Kematian pasti akan datang.
Hanya caranya yang berbeda.
Aku melihat keluarganya
sangat tegar.
Meskipun mengetahui bapaknya tewas tertabrak KA, tidak ada nada menuntut
pihak PT Kereta Api Indonesia (PT KAI).
Mungkin keluarganya sudah mengetahui bahwa
bapaknya memang khilaf.
Aku memang belum berpengalaman menjaga orang tua.
Sudah banyak yang
bercerita susahnya menjaga orang tua.
Katanya, mental orang tua sama dengan
anak kecil.
Mereka sama-sama tidak bisa mengurus diri sendiri.
Orang tua butuh bantuan
orang lain untuk mengurus diri sendiri.
“Merawat orang tua tidak ada lucunya. Sedangkan merawat anak kecil masih
ada lucunya,” kata seorang bibiku beberapa waktu lalu.

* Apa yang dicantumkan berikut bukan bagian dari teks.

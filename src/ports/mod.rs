// Ports - Interface definitions (contracts)

use async_trait::async_trait;
use tokio::sync::watch;

use crate::error::SqueezeResult;

/// Port for the embedded transcoding engine, consumed as an opaque
/// capability set: load, virtual-file I/O, command execution, and an
/// out-of-band progress-ratio stream.
///
/// The engine owns a single virtual filesystem namespace shared by all
/// sessions; callers must use unique per-session file names.
#[async_trait]
pub trait EnginePort: Send + Sync {
    /// Initialize the engine. Idempotency is the wrapper's responsibility;
    /// callers go through the lifecycle manager rather than calling this
    /// directly.
    async fn load(&self) -> SqueezeResult<()>;

    /// Stage bytes into the engine's virtual filesystem
    async fn write_file(&self, name: &str, bytes: &[u8]) -> SqueezeResult<()>;

    /// Read bytes back out of the engine's virtual filesystem
    async fn read_file(&self, name: &str) -> SqueezeResult<Vec<u8>>;

    /// Remove a virtual file
    async fn unlink(&self, name: &str) -> SqueezeResult<()>;

    /// Execute one encode with the given argument sequence. Progress is
    /// reported out-of-band on the `progress` channel while this is
    /// pending.
    async fn run(&self, args: &[String]) -> SqueezeResult<()>;

    /// Subscribe to the engine's fractional completion ratio (0.0-1.0).
    /// Events arrive on no fixed cadence and may be approximate or late.
    fn progress(&self) -> watch::Receiver<f64>;
}
//! Command-line argument definitions

use clap::Args;

/// Arguments for the compress command
#[derive(Args, Debug)]
pub struct CompressArgs {
    /// Input video file path
    #[arg(short, long)]
    pub input: String,

    /// Output file path (default: <input stem>_converted.mp4)
    #[arg(short, long)]
    pub output: Option<String>,

    /// Video codec
    #[arg(long, default_value = "libx264")]
    pub video_codec: String,

    /// Audio codec
    #[arg(long, default_value = "aac")]
    pub audio_codec: String,

    /// Audio bitrate
    #[arg(long, default_value = "128k")]
    pub audio_bitrate: String,

    /// Output frame rate
    #[arg(long, default_value_t = 30)]
    pub frame_rate: u32,

    /// Target resolution (WIDTHxHEIGHT); output width is capped at the
    /// source width
    #[arg(long, default_value = "1280x720")]
    pub resolution: String,

    /// Compression method: bitrate, crf, percentage, or filesize
    #[arg(long, default_value = "bitrate")]
    pub method: String,

    /// Video bitrate for the bitrate method (e.g. 2500k)
    #[arg(long)]
    pub video_bitrate: Option<String>,

    /// Constant rate factor for the crf method (default 23)
    #[arg(long)]
    pub crf: Option<u32>,

    /// Target quality percentage (1-100) for the percentage method
    #[arg(long)]
    pub percentage: Option<u32>,

    /// Target output size in MB for the filesize method
    #[arg(long)]
    pub filesize_mb: Option<f64>,

    /// Emit a JSON completion report instead of plain text
    #[arg(long)]
    pub json: bool,
}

Mungkin ini yang membedakan merawat orang tua dengan anak kecil.
Biasanya orang
tua ikut anak bungsu. Entah kenapa.
Mungkin karena anak bungsu menikah paling
terakhir sehingga kebersamaan bersama orang tua lebih lama.

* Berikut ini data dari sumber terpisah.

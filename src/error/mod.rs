//! Error handling module for vidsqueeze

use thiserror::Error;

/// Main error type for vidsqueeze operations
#[derive(Error, Debug)]
pub enum SqueezeError {
    /// The transcoding engine could not be initialized. The engine stays in
    /// `Failed` for the rest of the process; there is no automatic retry.
    #[error("Failed to initialize transcoding engine: {message}")]
    EngineLoad { message: String },

    /// The engine rejected the command or the run itself failed. All virtual
    /// files staged for the session are removed before this propagates.
    #[error("Encoding failed: {message}")]
    Encode { message: String },

    /// A compression strategy was selected but its input could not be
    /// interpreted. Missing numeric fields default instead of raising this;
    /// it is reserved for genuinely unparseable input.
    #[error("Invalid settings: {message}")]
    InvalidSettings { message: String },

    /// I/O error
    #[error("I/O error: {0}")]
    Io(#[from] std::io::Error),
}

impl SqueezeError {
    pub fn engine_load(message: impl Into<String>) -> Self {
        SqueezeError::EngineLoad {
            message: message.into(),
        }
    }

    pub fn encode(message: impl Into<String>) -> Self {
        SqueezeError::Encode {
            message: message.into(),
        }
    }

    pub fn invalid_settings(message: impl Into<String>) -> Self {
        SqueezeError::InvalidSettings {
            message: message.into(),
        }
    }
}

/// Result type alias for vidsqueeze operations
pub type SqueezeResult<T> = std::result::Result<T, SqueezeError>;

Tapi ada pula orang tua yang menghabiskan
sisa hidupnya bersama anak lainnya.
Intinya orang tua ingin menghabiskan sisa hidupnya bersama satu anaknya.
Cekcok pasti akan terjadi.
Biasanya orang tua akan mengungsi ke rumah anak lainnya.
Setelah percekcokan reda, dia akan kembali ke rumah anaknya tersebut.
Seakan tidak
terjadi apapun, orang tua akan menjalani hidupnya sebagaimana biasanya.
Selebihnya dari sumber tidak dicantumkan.